» **PROBLEM TO WORK ON**
Your answer must be every line of the data below that holds the string "body", copied exactly.

(Collected data)

☆ ☆ ☆

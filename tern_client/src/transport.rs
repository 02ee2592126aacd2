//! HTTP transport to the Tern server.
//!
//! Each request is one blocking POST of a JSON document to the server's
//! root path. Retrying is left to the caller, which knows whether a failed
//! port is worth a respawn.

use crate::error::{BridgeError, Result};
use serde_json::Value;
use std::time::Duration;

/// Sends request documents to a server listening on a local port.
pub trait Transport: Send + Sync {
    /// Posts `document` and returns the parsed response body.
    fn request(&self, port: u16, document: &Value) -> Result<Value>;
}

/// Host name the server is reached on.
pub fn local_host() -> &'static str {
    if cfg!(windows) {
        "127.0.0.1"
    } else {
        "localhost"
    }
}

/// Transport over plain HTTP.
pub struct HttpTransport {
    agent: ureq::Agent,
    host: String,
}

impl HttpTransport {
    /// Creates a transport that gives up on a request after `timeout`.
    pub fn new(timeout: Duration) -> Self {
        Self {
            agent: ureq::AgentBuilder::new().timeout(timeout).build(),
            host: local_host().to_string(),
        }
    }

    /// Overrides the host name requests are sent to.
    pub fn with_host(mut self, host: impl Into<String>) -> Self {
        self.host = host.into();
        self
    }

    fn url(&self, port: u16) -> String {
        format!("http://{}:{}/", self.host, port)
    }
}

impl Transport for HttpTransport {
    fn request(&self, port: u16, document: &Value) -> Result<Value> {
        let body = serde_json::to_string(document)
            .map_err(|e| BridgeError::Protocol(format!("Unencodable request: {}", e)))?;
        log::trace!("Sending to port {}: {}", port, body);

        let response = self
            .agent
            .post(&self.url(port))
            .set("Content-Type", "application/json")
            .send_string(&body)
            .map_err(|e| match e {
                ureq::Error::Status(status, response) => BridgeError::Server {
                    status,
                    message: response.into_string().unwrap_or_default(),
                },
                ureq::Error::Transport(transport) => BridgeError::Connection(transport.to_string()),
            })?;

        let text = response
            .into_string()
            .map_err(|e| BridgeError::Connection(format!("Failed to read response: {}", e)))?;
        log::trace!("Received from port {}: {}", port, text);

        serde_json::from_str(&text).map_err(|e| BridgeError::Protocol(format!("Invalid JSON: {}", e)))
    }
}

☆ ☆ ☆

» **EXERCISE SOLUTION**
    /// Posts `document` and returns the parsed response body.
        let body = serde_json::to_string(document)
        log::trace!("Sending to port {}: {}", port, body);
            .send_string(&body)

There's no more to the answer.